#### DESCRIPTION OF THE TASK
For the records below, give the count of lines holding the word "CNIS" and nothing more.

#### MATERIAL FOR THIS TASK
// Copyright (C) 2026 Fred Clausen
// Use of this source code is governed by an MIT-style
// license that can be found in the LICENSE file or at
// https://opensource.org/licenses/MIT.

#![allow(clippy::expect_used, clippy::unwrap_used)]
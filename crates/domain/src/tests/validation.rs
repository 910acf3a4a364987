// Copyright (C) 2026 Fred Clausen
// Use of this source code is governed by an MIT-style
// license that can be found in the LICENSE file or at
// https://opensource.org/licenses/MIT.

use crate::{DomainError, validate_max_clients, validate_rating, validate_seller_name};

#[test]
fn test_seller_name_is_trimmed() {
    assert_eq!(validate_seller_name("  Ana Pérez ").unwrap(), "Ana Pérez");
}

#[test]
fn test_empty_seller_name_rejected() {
    assert!(matches!(
        validate_seller_name(""),
        Err(DomainError::InvalidName(_))
    ));
    assert!(matches!(
        validate_seller_name("   "),
        Err(DomainError::InvalidName(_))
    ));
}

#[test]
fn test_max_clients_must_be_positive() {
    assert_eq!(validate_max_clients(1).unwrap(), 1);
    assert_eq!(validate_max_clients(50).unwrap(), 50);
    assert_eq!(
        validate_max_clients(0),
        Err(DomainError::InvalidMaxClients { value: 0 })
    );
    assert_eq!(
        validate_max_clients(-3),
        Err(DomainError::InvalidMaxClients { value: -3 })
    );
}

#[test]
fn test_rating_range() {
    assert!(validate_rating(0.0).is_ok());
    assert!(validate_rating(4.5).is_ok());
    assert!(validate_rating(5.0).is_ok());
    assert!(validate_rating(5.1).is_err());
    assert!(validate_rating(-0.1).is_err());
    assert!(validate_rating(f64::NAN).is_err());
    assert!(validate_rating(f64::INFINITY).is_err());
}
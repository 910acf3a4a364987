// Copyright (C) 2026 Fred Clausen
// Use of this source code is governed by an MIT-style
// license that can be found in the LICENSE file or at
// https://opensource.org/licenses/MIT.

#![allow(clippy::expect_used, clippy::unwrap_used)]

mod helpers;
mod selector_tests;
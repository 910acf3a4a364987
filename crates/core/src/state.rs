// Copyright (C) 2026 Fred Clausen
// Use of this source code is governed by an MIT-style
// license that can be found in the LICENSE file or at
// https://opensource.org/licenses/MIT.

use crate::assignment::{Binding, DeskStats};
use crate::registry::SellerRegistry;
use chrono::{DateTime, Utc};
use cocolu_audit::{AssignmentEvent, AuditEvent, StateSnapshot};
use cocolu_domain::Seller;
use serde::de::DeserializeOwned;
use serde::{Deserialize, Serialize};
use serde_json::Value;
use tracing::warn;

/// Current version of the persisted desk snapshot.
pub const SNAPSHOT_VERSION: u32 = 1;

/// Exported registry contents.
#[derive(Debug, Clone, PartialEq, Default, Serialize, Deserialize)]
#[serde(rename_all = "camelCase", default)]
pub struct RegistrySnapshot {
    /// Number used for the next seller id.
    pub next_seller_number: u64,
    /// All sellers in registration order.
    pub sellers: Vec<Seller>,
}

/// Everything the desk persists between restarts.
#[derive(Debug, Clone, PartialEq, Serialize, Deserialize)]
#[serde(rename_all = "camelCase", default)]
pub struct DeskSnapshot {
    /// Format version.
    pub version: u32,
    /// Number used for the next seller id.
    pub next_seller_number: u64,
    /// All sellers in registration order.
    pub sellers: Vec<Seller>,
    /// Conversation bindings, live and closed.
    pub assignments: Vec<Binding>,
    /// Append-only assignment log.
    pub events: Vec<AssignmentEvent>,
    /// Registry audit trail.
    pub audit: Vec<AuditEvent>,
    /// Desk counters.
    pub stats: DeskStats,
    /// When the snapshot was taken.
    pub saved_at: Option<DateTime<Utc>>,
}

impl DeskSnapshot {
    /// An empty snapshot, as on first boot.
    #[must_use]
    pub const fn empty() -> Self {
        Self {
            version: SNAPSHOT_VERSION,
            next_seller_number: 1,
            sellers: Vec::new(),
            assignments: Vec::new(),
            events: Vec::new(),
            audit: Vec::new(),
            stats: DeskStats {
                total_assignments: 0,
                active_conversations: 0,
                completed_conversations: 0,
                reassigned_conversations: 0,
            },
            saved_at: None,
        }
    }

    /// The registry part of this snapshot.
    #[must_use]
    pub fn registry(&self) -> RegistrySnapshot {
        RegistrySnapshot {
            next_seller_number: self.next_seller_number,
            sellers: self.sellers.clone(),
        }
    }

    /// Builds a snapshot from loosely-typed persisted JSON.
    ///
    /// Each top-level field is read on its own, and list fields element by
    /// element, so one damaged record never discards the rest. Anything
    /// unusable is logged and replaced by its default. This never fails.
    #[must_use]
    pub fn from_json_value(value: &Value) -> Self {
        let mut snapshot: Self = Self::empty();
        let Some(map) = value.as_object() else {
            warn!("Snapshot is not a JSON object; starting empty");
            return snapshot;
        };

        if let Some(version) = map
            .get("version")
            .and_then(Value::as_u64)
            .filter(|v| *v != u64::from(SNAPSHOT_VERSION))
        {
            warn!(
                version,
                expected = SNAPSHOT_VERSION,
                "Unexpected snapshot version; loading anyway"
            );
        }

        snapshot.next_seller_number = map
            .get("nextSellerNumber")
            .and_then(Value::as_u64)
            .unwrap_or(1);
        snapshot.sellers = lenient_list(map.get("sellers"), "sellers");
        snapshot.assignments = lenient_list(map.get("assignments"), "assignments");
        snapshot.events = lenient_list(map.get("events"), "events");
        snapshot.audit = lenient_list(map.get("audit"), "audit");
        snapshot.stats = lenient_field(map.get("stats"), "stats").unwrap_or_default();
        snapshot.saved_at = lenient_field(map.get("savedAt"), "savedAt");

        snapshot
    }
}

impl Default for DeskSnapshot {
    fn default() -> Self {
        Self::empty()
    }
}

fn lenient_field<T: DeserializeOwned>(value: Option<&Value>, field: &str) -> Option<T> {
    let value: &Value = value.filter(|v| !v.is_null())?;
    match serde_json::from_value(value.clone()) {
        Ok(parsed) => Some(parsed),
        Err(err) => {
            warn!(field, error = %err, "Malformed snapshot field; using default");
            None
        }
    }
}

fn lenient_list<T: DeserializeOwned>(value: Option<&Value>, field: &str) -> Vec<T> {
    match value {
        None | Some(Value::Null) => Vec::new(),
        Some(Value::Array(items)) => items
            .iter()
            .enumerate()
            .filter_map(|(index, item)| match serde_json::from_value(item.clone()) {
                Ok(parsed) => Some(parsed),
                Err(err) => {
                    warn!(field, index, error = %err, "Dropping malformed snapshot entry");
                    None
                }
            })
            .collect(),
        Some(_) => {
            warn!(field, "Snapshot field is not a list; using empty list");
            Vec::new()
        }
    }
}

/// Renders a seller for audit snapshots.
#[must_use]
pub fn seller_snapshot(seller: &Seller) -> StateSnapshot {
    StateSnapshot::new(format!(
        "name={},specialty={},status={},max_clients={},current_clients={},rating={},schedule_days={},days_off={}",
        seller.name,
        seller.specialty,
        seller.status,
        seller.max_clients,
        seller.current_clients,
        seller.rating,
        seller.work_schedule.entries().filter(|(_, d)| d.enabled).count(),
        seller.days_off.len()
    ))
}

/// The result of a successful registry transition.
///
/// Transitions are atomic: they either succeed completely or fail without side effects.
#[derive(Debug, Clone, PartialEq)]
pub struct TransitionResult {
    /// The registry after the transition.
    pub new_registry: SellerRegistry,
    /// The affected seller after the transition.
    pub seller: Seller,
    /// The audit event recording this transition.
    pub audit_event: AuditEvent,
}
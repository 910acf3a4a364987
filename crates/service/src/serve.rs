// Copyright (C) 2026 Fred Clausen
// Use of this source code is governed by an MIT-style
// license that can be found in the LICENSE file or at
// https://opensource.org/licenses/MIT.

use crate::config::ServiceConfig;
use crate::error::ServiceError;
use crate::protocol::handle_line;
use chrono::{DateTime, Utc};
use cocolu::{DeskSnapshot, SellerDesk};
use cocolu_persistence::{Autosaver, SnapshotStore, load_or_empty};
use std::future::Future;
use std::sync::Arc;
use tokio::io::{AsyncBufRead, AsyncBufReadExt, AsyncWrite, AsyncWriteExt, BufReader};
use tokio::sync::oneshot;
use tracing::{error, info};

/// Answers each input line with one output line until the input ends or
/// `shutdown` resolves.
///
/// # Returns
///
/// The number of lines answered.
///
/// # Errors
///
/// Returns an error if reading or writing fails.
pub async fn route_lines<R, W, F>(
    desk: &SellerDesk,
    config: &ServiceConfig,
    reader: R,
    mut writer: W,
    shutdown: F,
) -> Result<u64, ServiceError>
where
    R: AsyncBufRead + Unpin,
    W: AsyncWrite + Unpin,
    F: Future<Output = ()>,
{
    let mut lines = reader.lines();
    let mut answered: u64 = 0;
    tokio::pin!(shutdown);

    loop {
        let line: Option<String> = tokio::select! {
            () = &mut shutdown => {
                info!("Shutdown requested");
                None
            }
            line = lines.next_line() => line?,
        };
        let Some(line) = line else {
            break;
        };

        if let Some(response) = handle_line(desk, config, &line, Utc::now()) {
            writer.write_all(response.as_bytes()).await?;
            writer.write_all(b"\n").await?;
            writer.flush().await?;
            answered += 1;
        }
    }

    Ok(answered)
}

/// Hosts the desk: restores it, autosaves it, routes stdin to stdout, and
/// flushes a final snapshot on EOF or Ctrl-C.
///
/// # Errors
///
/// Returns an error if stdin or stdout fails.
pub async fn serve(
    config: ServiceConfig,
    store: Arc<dyn SnapshotStore>,
) -> Result<(), ServiceError> {
    let snapshot: DeskSnapshot = load_or_empty(store.as_ref(), &config.snapshot_key);
    let restored_at: Option<DateTime<Utc>> = snapshot.saved_at;
    let desk: Arc<SellerDesk> = Arc::new(SellerDesk::from_snapshot(config.desk.clone(), snapshot));
    info!(
        sellers = desk.get_all_sellers().len(),
        timezone = %config.desk.clock.timezone(),
        business_hours = %config.business_hours.describe(),
        "Seller desk ready"
    );

    let (stop_tx, stop_rx) = oneshot::channel::<()>();
    let autosaver: Autosaver = Autosaver::new(Arc::clone(&desk), store, &config.snapshot_key)
        .with_interval(config.autosave_interval)
        .with_baseline(restored_at);
    let autosave_task: tokio::task::JoinHandle<()> = tokio::spawn(autosaver.run(async move {
        let _ = stop_rx.await;
    }));

    let ctrl_c = async {
        if let Err(err) = tokio::signal::ctrl_c().await {
            error!(error = %err, "Could not listen for Ctrl-C");
            std::future::pending::<()>().await;
        }
    };
    let result: Result<u64, ServiceError> = route_lines(
        &desk,
        &config,
        BufReader::new(tokio::io::stdin()),
        tokio::io::stdout(),
        ctrl_c,
    )
    .await;

    let _ = stop_tx.send(());
    if let Err(err) = autosave_task.await {
        error!(error = %err, "Autosave task ended abnormally");
    }

    let answered: u64 = result?;
    info!(answered, "Seller desk stopped");
    Ok(())
}
// Copyright (C) 2026 Fred Clausen
// Use of this source code is governed by an MIT-style
// license that can be found in the LICENSE file or at
// https://opensource.org/licenses/MIT.

#![deny(
    clippy::pedantic,
    clippy::cargo,
    clippy::nursery,
    clippy::style,
    clippy::correctness,
    clippy::all,
    clippy::unwrap_used,
    clippy::expect_used
)]
#![allow(clippy::multiple_crate_versions)]

#[cfg(test)]
mod tests;

use chrono::{DateTime, Utc};
use cocolu_domain::{ConversationId, SellerId, Specialty};
use serde::{Deserialize, Serialize};

/// Represents the entity performing an action.
///
/// An actor is an admin at the command line or a client of the message
/// channel.
#[derive(Debug, Clone, PartialEq, Eq, Serialize, Deserialize)]
#[serde(rename_all = "camelCase")]
pub struct Actor {
    /// The unique identifier for this actor.
    pub id: String,
    /// The type of actor (e.g., "admin").
    pub actor_type: String,
}

impl Actor {
    /// Creates a new Actor.
    ///
    /// # Arguments
    ///
    /// * `id` - The unique identifier for this actor
    /// * `actor_type` - The type of actor
    #[must_use]
    pub const fn new(id: String, actor_type: String) -> Self {
        Self { id, actor_type }
    }
}

/// Represents the reason or trigger for an action.
#[derive(Debug, Clone, PartialEq, Eq, Serialize, Deserialize)]
pub struct Cause {
    /// A unique identifier for this cause (e.g., request ID, CLI invocation).
    pub id: String,
    /// A description of the cause.
    pub description: String,
}

impl Cause {
    /// Creates a new Cause.
    ///
    /// # Arguments
    ///
    /// * `id` - The unique identifier for this cause
    /// * `description` - A description of what triggered this action
    #[must_use]
    pub const fn new(id: String, description: String) -> Self {
        Self { id, description }
    }
}

/// The specific registry change performed.
#[derive(Debug, Clone, PartialEq, Eq, Serialize, Deserialize)]
pub struct Action {
    /// The name of the action (e.g., "`AddSeller`", "`SetStatus`").
    pub name: String,
    /// Optional additional details about the action.
    #[serde(default, skip_serializing_if = "Option::is_none")]
    pub details: Option<String>,
}

impl Action {
    /// Creates a new Action.
    ///
    /// # Arguments
    ///
    /// * `name` - The name of the action
    /// * `details` - Optional additional details
    #[must_use]
    pub const fn new(name: String, details: Option<String>) -> Self {
        Self { name, details }
    }
}

/// A serialized view of the affected seller at a point in time.
#[derive(Debug, Clone, PartialEq, Eq, Serialize, Deserialize)]
pub struct StateSnapshot {
    /// A string representation of the state.
    pub data: String,
}

impl StateSnapshot {
    /// Creates a new `StateSnapshot`.
    ///
    /// # Arguments
    ///
    /// * `data` - A string representation of the state
    #[must_use]
    pub const fn new(data: String) -> Self {
        Self { data }
    }

    /// The snapshot of a seller that does not exist yet.
    #[must_use]
    pub const fn empty() -> Self {
        Self {
            data: String::new(),
        }
    }
}

/// An immutable audit event describing one admin change to the registry.
///
/// Every successful registry command produces exactly one audit event
/// naming who made the change, why, what was done, and the seller state
/// before and after.
#[derive(Debug, Clone, PartialEq, Eq, Serialize, Deserialize)]
#[serde(rename_all = "camelCase")]
pub struct AuditEvent {
    /// The actor who initiated this state change.
    pub actor: Actor,
    /// The cause or reason for this state change.
    pub cause: Cause,
    /// The action that was performed.
    pub action: Action,
    /// The seller the change applies to.
    pub seller_id: SellerId,
    /// The state before the transition.
    pub before: StateSnapshot,
    /// The state after the transition.
    pub after: StateSnapshot,
}

impl AuditEvent {
    /// Creates a new `AuditEvent`.
    ///
    /// # Arguments
    ///
    /// * `actor` - The actor who initiated the change
    /// * `cause` - The reason for the change
    /// * `action` - The action that was performed
    /// * `seller_id` - The seller the change applies to
    /// * `before` - The state before the transition
    /// * `after` - The state after the transition
    #[must_use]
    pub const fn new(
        actor: Actor,
        cause: Cause,
        action: Action,
        seller_id: SellerId,
        before: StateSnapshot,
        after: StateSnapshot,
    ) -> Self {
        Self {
            actor,
            cause,
            action,
            seller_id,
            before,
            after,
        }
    }
}

/// What happened to a conversation binding.
#[derive(Debug, Clone, Copy, PartialEq, Eq, Hash, Serialize, Deserialize)]
#[serde(rename_all = "lowercase")]
pub enum AssignmentEventKind {
    /// A seller received the conversation.
    Assigned,
    /// The conversation finished and the seller's load was released.
    Completed,
    /// The conversation moved to a different seller.
    Reassigned,
}

impl AssignmentEventKind {
    /// Converts this kind to its string representation.
    #[must_use]
    pub const fn as_str(&self) -> &'static str {
        match self {
            Self::Assigned => "assigned",
            Self::Completed => "completed",
            Self::Reassigned => "reassigned",
        }
    }
}

impl std::fmt::Display for AssignmentEventKind {
    fn fmt(&self, f: &mut std::fmt::Formatter<'_>) -> std::fmt::Result {
        f.write_str(self.as_str())
    }
}

/// One entry in the assignment log.
///
/// The log is append-only. Entries are never edited after they are
/// recorded.
#[derive(Debug, Clone, PartialEq, Eq, Serialize, Deserialize)]
#[serde(rename_all = "camelCase")]
pub struct AssignmentEvent {
    /// The seller involved. For reassignments this is the new seller.
    pub seller_id: SellerId,
    /// The conversation involved.
    pub conversation_id: ConversationId,
    /// When the event was recorded.
    pub timestamp: DateTime<Utc>,
    /// The specialty the customer asked for, if any.
    #[serde(default, skip_serializing_if = "Option::is_none")]
    pub specialty_requested: Option<Specialty>,
    /// The seller the conversation was taken from, for reassignments.
    #[serde(default, skip_serializing_if = "Option::is_none")]
    pub previous_seller_id: Option<SellerId>,
    /// What happened.
    pub kind: AssignmentEventKind,
}

impl AssignmentEvent {
    /// Records that `seller_id` received `conversation_id`.
    #[must_use]
    pub const fn assigned(
        seller_id: SellerId,
        conversation_id: ConversationId,
        timestamp: DateTime<Utc>,
        specialty_requested: Option<Specialty>,
    ) -> Self {
        Self {
            seller_id,
            conversation_id,
            timestamp,
            specialty_requested,
            previous_seller_id: None,
            kind: AssignmentEventKind::Assigned,
        }
    }

    /// Records that `seller_id` finished `conversation_id`.
    #[must_use]
    pub const fn completed(
        seller_id: SellerId,
        conversation_id: ConversationId,
        timestamp: DateTime<Utc>,
    ) -> Self {
        Self {
            seller_id,
            conversation_id,
            timestamp,
            specialty_requested: None,
            previous_seller_id: None,
            kind: AssignmentEventKind::Completed,
        }
    }

    /// Records that `conversation_id` moved from `previous` to `seller_id`.
    #[must_use]
    pub const fn reassigned(
        seller_id: SellerId,
        previous: SellerId,
        conversation_id: ConversationId,
        timestamp: DateTime<Utc>,
        specialty_requested: Option<Specialty>,
    ) -> Self {
        Self {
            seller_id,
            conversation_id,
            timestamp,
            specialty_requested,
            previous_seller_id: Some(previous),
            kind: AssignmentEventKind::Reassigned,
        }
    }
}
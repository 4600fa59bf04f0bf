//! # Services module
//!
//! This module provides the services the operator is built from: backend
//! adapters, the resource domain model and its reconciler, the resource
//! store, the watcher control loop, and the surrounding ambient stack
//! (configuration, kubernetes helpers, the http façade).

pub mod backend;
pub mod cfg;
pub mod configbundle;
pub mod crc;
pub mod http;
pub mod k8s;
pub mod resource;
pub mod store;
pub mod watcher;
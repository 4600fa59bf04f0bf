//! # Simulator backend
//!
//! An in-memory, deterministic [`BackendAdapter`] standing in for the real
//! orchestration backend: managed elements are created `unlocked/defined`,
//! an LCM operation locks them and schedules a pending transition, and
//! polling `get_me` advances that transition once enough ticks have
//! elapsed.
//!
//! Rather than waiting a fixed simulated duration, this adapter counts
//! `get_me` polls, since the watcher here drives everything through a
//! single cooperative tick rather than a background timer - counting ticks
//! keeps the simulator deterministic under test.

use std::{
    collections::HashMap,
    sync::{Arc, Mutex},
};

use async_trait::async_trait;

use crate::svc::backend::{
    AdministrativeState, BackendAdapter, BackendError, ConfigNode, ConfigSetOpts, LcmOperation,
    LcmRequest, ManagedElement, ManagedElementState, OperationalState, TemplateClassification,
    Workflow, WorkflowState,
};

#[derive(Clone, Debug)]
struct PendingOperation {
    operation: LcmOperation,
    workflow_id: String,
    ticks_remaining: u32,
}

#[derive(Clone, Debug)]
struct SimulatedMe {
    description: String,
    product: String,
    flavor: String,
    state: ManagedElementState,
    pending: Option<PendingOperation>,
}

#[derive(Debug, Default)]
struct Inner {
    elements: HashMap<String, SimulatedMe>,
    workflows: HashMap<String, Workflow>,
    next_workflow_id: u64,
}

/// in-memory backend adapter used as the default `backend_type =
/// omc_rest_simulator` implementation and by the reconciler's tests.
#[derive(Clone, Debug)]
pub struct SimulatorBackend {
    inner: Arc<Mutex<Inner>>,
    /// number of `get_me` polls an in-flight LCM operation stays locked for
    /// before the simulator reports it complete.
    ticks_to_complete: u32,
}

impl Default for SimulatorBackend {
    fn default() -> Self {
        Self::new(1)
    }
}

impl SimulatorBackend {
    pub fn new(ticks_to_complete: u32) -> Self {
        Self {
            inner: Arc::new(Mutex::new(Inner::default())),
            ticks_to_complete,
        }
    }

    fn target_operational_state(operation: LcmOperation) -> OperationalState {
        match operation {
            LcmOperation::Deploy | LcmOperation::Update => OperationalState::Ready,
            LcmOperation::Undeploy => OperationalState::Defined,
        }
    }
}

#[async_trait]
impl BackendAdapter for SimulatorBackend {
    async fn ensure_auth(&self) -> Result<(), BackendError> {
        Ok(())
    }

    async fn get_me(&self, name: &str) -> Result<ManagedElement, BackendError> {
        let mut inner = self.inner.lock().expect("simulator lock poisoned");

        let me = inner
            .elements
            .get_mut(name)
            .ok_or_else(|| BackendError::NotFound(name.to_string()))?;

        if let Some(pending) = me.pending.as_mut() {
            if pending.ticks_remaining == 0 {
                me.state.administrative = AdministrativeState::Unlocked;
                me.state.operational = Self::target_operational_state(pending.operation);

                if let Some(workflow) = inner.workflows.get_mut(&pending.workflow_id) {
                    workflow.state = WorkflowState::Succeeded;
                }

                me.pending = None;
            } else {
                pending.ticks_remaining -= 1;
            }
        }

        Ok(ManagedElement {
            name: name.to_string(),
            description: me.description.clone(),
            product: me.product.clone(),
            flavor: me.flavor.clone(),
            state: me.state.clone(),
        })
    }

    async fn create_me(
        &self,
        name: &str,
        description: &str,
        product: &str,
        flavor: &str,
    ) -> Result<(), BackendError> {
        let mut inner = self.inner.lock().expect("simulator lock poisoned");

        if inner.elements.contains_key(name) {
            return Err(BackendError::AlreadyExists(name.to_string()));
        }

        inner.elements.insert(
            name.to_string(),
            SimulatedMe {
                description: description.to_string(),
                product: product.to_string(),
                flavor: flavor.to_string(),
                state: ManagedElementState {
                    administrative: AdministrativeState::Unlocked,
                    operational: OperationalState::Defined,
                },
                pending: None,
            },
        );

        Ok(())
    }

    async fn delete_me(&self, name: &str) -> Result<(), BackendError> {
        let mut inner = self.inner.lock().expect("simulator lock poisoned");

        inner
            .elements
            .remove(name)
            .map(|_| ())
            .ok_or_else(|| BackendError::NotFound(name.to_string()))
    }

    async fn get_me_details_from_template(
        &self,
        _template_name: &str,
        _template_version: &str,
        _params: &serde_json::Value,
    ) -> Result<TemplateClassification, BackendError> {
        Ok(TemplateClassification {
            product: "CNIS".to_string(),
            kind: "SingleServer".to_string(),
            software_version: "1.15".to_string(),
        })
    }

    async fn check_template_support(
        &self,
        template_name: &str,
        _template_version: &str,
    ) -> Result<(), BackendError> {
        if template_name == "nope" {
            return Err(BackendError::Permanent(
                "template validation failed".to_string(),
            ));
        }

        Ok(())
    }

    async fn verify_template_params(
        &self,
        _template_name: &str,
        _template_version: &str,
        _params: &serde_json::Value,
    ) -> Result<(), BackendError> {
        Ok(())
    }

    async fn gen_config_set(
        &self,
        template_name: &str,
        template_version: &str,
        params: &serde_json::Value,
    ) -> Result<ConfigNode, BackendError> {
        Ok(ConfigNode::Directory {
            name: "base".to_string(),
            contents: vec![ConfigNode::Yaml {
                name: format!("{template_name}-{template_version}.yaml"),
                content: params.to_owned(),
            }],
        })
    }

    async fn create_config_set(
        &self,
        _me_name: &str,
        _opts: &ConfigSetOpts,
    ) -> Result<(), BackendError> {
        Ok(())
    }

    async fn upload_config_set_file(
        &self,
        _me_name: &str,
        _config_set_name: &str,
        _commit_message: &str,
        _bytes: &[u8],
    ) -> Result<(), BackendError> {
        Ok(())
    }

    async fn run_lcm_operation(&self, request: &LcmRequest) -> Result<String, BackendError> {
        let mut inner = self.inner.lock().expect("simulator lock poisoned");
        let ticks = self.ticks_to_complete;
        let next_id = inner.next_workflow_id;
        inner.next_workflow_id += 1;
        let workflow_id = format!("wf-{next_id}");

        let me_name = request
            .managed_elements
            .first()
            .ok_or_else(|| BackendError::Permanent("no managed element in request".to_string()))?
            .to_owned();

        let me = inner
            .elements
            .get_mut(&me_name)
            .ok_or_else(|| BackendError::NotFound(me_name.clone()))?;

        me.state.administrative = AdministrativeState::Locked;
        me.pending = Some(PendingOperation {
            operation: request.operation_name,
            workflow_id: workflow_id.clone(),
            ticks_remaining: ticks,
        });

        inner.workflows.insert(
            workflow_id.clone(),
            Workflow {
                id: workflow_id.clone(),
                state: WorkflowState::Running,
                operation: request.operation_name,
                last_update_time: chrono::Utc::now(),
            },
        );

        Ok(workflow_id)
    }

    async fn get_workflow(&self, id: &str) -> Result<Workflow, BackendError> {
        let inner = self.inner.lock().expect("simulator lock poisoned");

        inner
            .workflows
            .get(id)
            .cloned()
            .ok_or_else(|| BackendError::NotFound(id.to_string()))
    }
}

#[cfg(test)]
mod tests {
    use super::*;
    use serde_json::json;

    #[tokio::test]
    async fn create_then_get_reports_unlocked_defined() {
        let backend = SimulatorBackend::default();
        backend
            .create_me("req-1", "desc", "CNIS", "SingleServer")
            .await
            .unwrap();

        let me = backend.get_me("req-1").await.unwrap();
        assert_eq!(me.state.administrative, AdministrativeState::Unlocked);
        assert_eq!(me.state.operational, OperationalState::Defined);
    }

    #[tokio::test]
    async fn create_twice_is_already_exists() {
        let backend = SimulatorBackend::default();
        backend.create_me("req-1", "d", "P", "F").await.unwrap();

        let err = backend.create_me("req-1", "d", "P", "F").await.unwrap_err();
        assert!(err.is_already_exists());
    }

    #[tokio::test]
    async fn deploy_locks_then_unlocks_after_ticks() {
        let backend = SimulatorBackend::new(1);
        backend.create_me("req-1", "d", "P", "F").await.unwrap();

        backend
            .run_lcm_operation(&LcmRequest {
                operation_name: LcmOperation::Deploy,
                managed_elements: vec!["req-1".to_string()],
                config_set: None,
                optional_lcm_params: json!({}),
                additional_params: Default::default(),
            })
            .await
            .unwrap();

        let first = backend.get_me("req-1").await.unwrap();
        assert_eq!(first.state.administrative, AdministrativeState::Locked);

        let second = backend.get_me("req-1").await.unwrap();
        assert_eq!(second.state.administrative, AdministrativeState::Unlocked);
        assert_eq!(second.state.operational, OperationalState::Ready);
    }

    #[tokio::test]
    async fn delete_missing_me_is_not_found() {
        let backend = SimulatorBackend::default();
        let err = backend.delete_me("ghost").await.unwrap_err();
        assert!(err.is_not_found());
    }
}
//! # Kubernetes module
//!
//! This module provides the kubernetes helpers the cluster-native resource
//! store is built from: client bootstrap, finalizer manipulation, and
//! generic patch/diff helpers over [`kube::Resource`]s.

pub mod client;
pub mod finalizer;
pub mod resource;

#### SOLUTION TO THIS EXERCISE
2